Dry Garlic Chutney for Vada Pav

Dry Garlic Chutney is a delicious must-have chutney for Vada Pav. Made with crunchy peanuts, nutty coconut, garlic and sesame seeds, this dry chutney is a perfect addition for Indian chaat and snack recipes.
Prep Time5 mins
Cook Time20 mins
Total Time25 mins
Course: Spice Blend
Cuisine: Indian
Keyword: dry garlic chutney, vada pav chutney
Diet: Gluten-free, Vegan
Method: Blender/Food Processor, Stovetop
Servings: 12
Calories: 101kcal
Author: Meeta Arora




  • Heat a skillet on medium low flame. Add the garlic cloves and roast them for a minute.
  • You can roast the garlic till it becomes little brown in color so that the raw smell of the garlic goes away. Keep it aside on a plate.
  • Then dry roast the coconut in the same skillet till it becomes light brown in color and keep it aside.
  • In the same manner, dry roast both the peanuts and sesame seeds separately and keep aside.
  • Let the roasted ingredients cool and then add them all in a food processor jar.
  • Add kashmiri chili powder and salt to the jar.
  • Grind them to a coarse powder. Adjust the spice and salt to taste.
  • Dry garlic chutney is ready to be used.

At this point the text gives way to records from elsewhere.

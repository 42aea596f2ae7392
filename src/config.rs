//! Builder-style configuration for the optimizer, interpreter and JIT:
//! a `new`/`default` constructor plus chainable `with_*` methods that
//! consume and return `Self`.

use crate::interp::EofPolicy;
use crate::opt::OptLevel;

/// Which [`crate::tape::TapeBackend`] a run should use.
#[derive(Debug, Clone, Copy, PartialEq, Eq, Default)]
pub enum TapeBackendChoice {
    /// Lazily-allocated pages; works everywhere.
    #[default]
    Paged,
    /// A single `mmap`'d 2^32-byte region; unix only, see
    /// [`crate::tape::Mapped::supported`].
    Mapped,
}

/// Controls [`crate::opt::optimize`].
#[derive(Debug, Clone, Copy, PartialEq, Eq)]
pub struct OptConfig {
    pub level: OptLevel,
    pub max_iterations: u32,
}

impl Default for OptConfig {
    fn default() -> Self {
        OptConfig { level: OptLevel::default(), max_iterations: crate::opt::DEFAULT_MAX_ITERATIONS }
    }
}

impl OptConfig {
    pub fn new() -> Self {
        Self::default()
    }

    pub fn with_level(mut self, level: OptLevel) -> Self {
        self.level = level;
        self
    }

    pub fn with_max_iterations(mut self, max_iterations: u32) -> Self {
        self.max_iterations = max_iterations;
        self
    }
}

/// Controls [`crate::interp::Interpreter`] construction.
#[derive(Debug, Clone, Copy, PartialEq, Eq)]
pub struct InterpreterConfig {
    pub eof_policy: EofPolicy,
    pub tape_backend: TapeBackendChoice,
}

impl Default for InterpreterConfig {
    fn default() -> Self {
        InterpreterConfig { eof_policy: EofPolicy::LeaveUnchanged, tape_backend: TapeBackendChoice::Paged }
    }
}

impl InterpreterConfig {
    pub fn new() -> Self {
        Self::default()
    }

    pub fn with_eof_policy(mut self, eof_policy: EofPolicy) -> Self {
        self.eof_policy = eof_policy;
        self
    }

    pub fn with_tape_backend(mut self, tape_backend: TapeBackendChoice) -> Self {
        self.tape_backend = tape_backend;
        self
    }
}

/// Controls whether `run` tries the x86-64 JIT before falling back to the
/// interpreter, and whether a JIT failure is fatal or silently downgrades.
#[derive(Debug, Clone, Copy, PartialEq, Eq)]
pub struct JitConfig {
    pub enabled: bool,
    pub fall_back_on_failure: bool,
}

impl Default for JitConfig {
    fn default() -> Self {
        JitConfig { enabled: cfg!(all(target_arch = "x86_64", unix)), fall_back_on_failure: true }
    }
}

impl JitConfig {
    pub fn new() -> Self {
        Self::default()
    }

    pub fn with_enabled(mut self, enabled: bool) -> Self {
        self.enabled = enabled;
        self
    }

    pub fn with_fall_back_on_failure(mut self, fall_back_on_failure: bool) -> Self {
        self.fall_back_on_failure = fall_back_on_failure;
        self
    }
}

#[cfg(test)]
mod tests {
    use super::*;

    #[test]
    fn opt_config_defaults_to_normal_level() {
        let cfg = OptConfig::default();
        assert_eq!(cfg.level, OptLevel::Normal);
    }

    #[test]
    fn builders_chain_without_losing_earlier_settings() {
        let cfg = InterpreterConfig::new()
            .with_eof_policy(EofPolicy::Substitute(0))
            .with_tape_backend(TapeBackendChoice::Mapped);
        assert_eq!(cfg.eof_policy, EofPolicy::Substitute(0));
        assert_eq!(cfg.tape_backend, TapeBackendChoice::Mapped);
    }

    #[test]
    fn jit_config_off_host_defaults_disabled() {
        let cfg = JitConfig::default();
        assert_eq!(cfg.enabled, cfg!(all(target_arch = "x86_64", unix)));
    }
}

  • While making this dry coconut garlic chutney, use desiccated coconut as it will give a nutty flavor.
  • Using Kashmiri chili powder gives a bright red color to the chutney, and does not make the chutney too spicy.
  • Roast each ingredients separately as they take different time to roast well.
  • Cool the ingredients before grinding to avoid oil releasing and the chutney from getting too oily.
  • Storing: You can store this chutney in an air-tight container. Refrigerate and use within 15 days.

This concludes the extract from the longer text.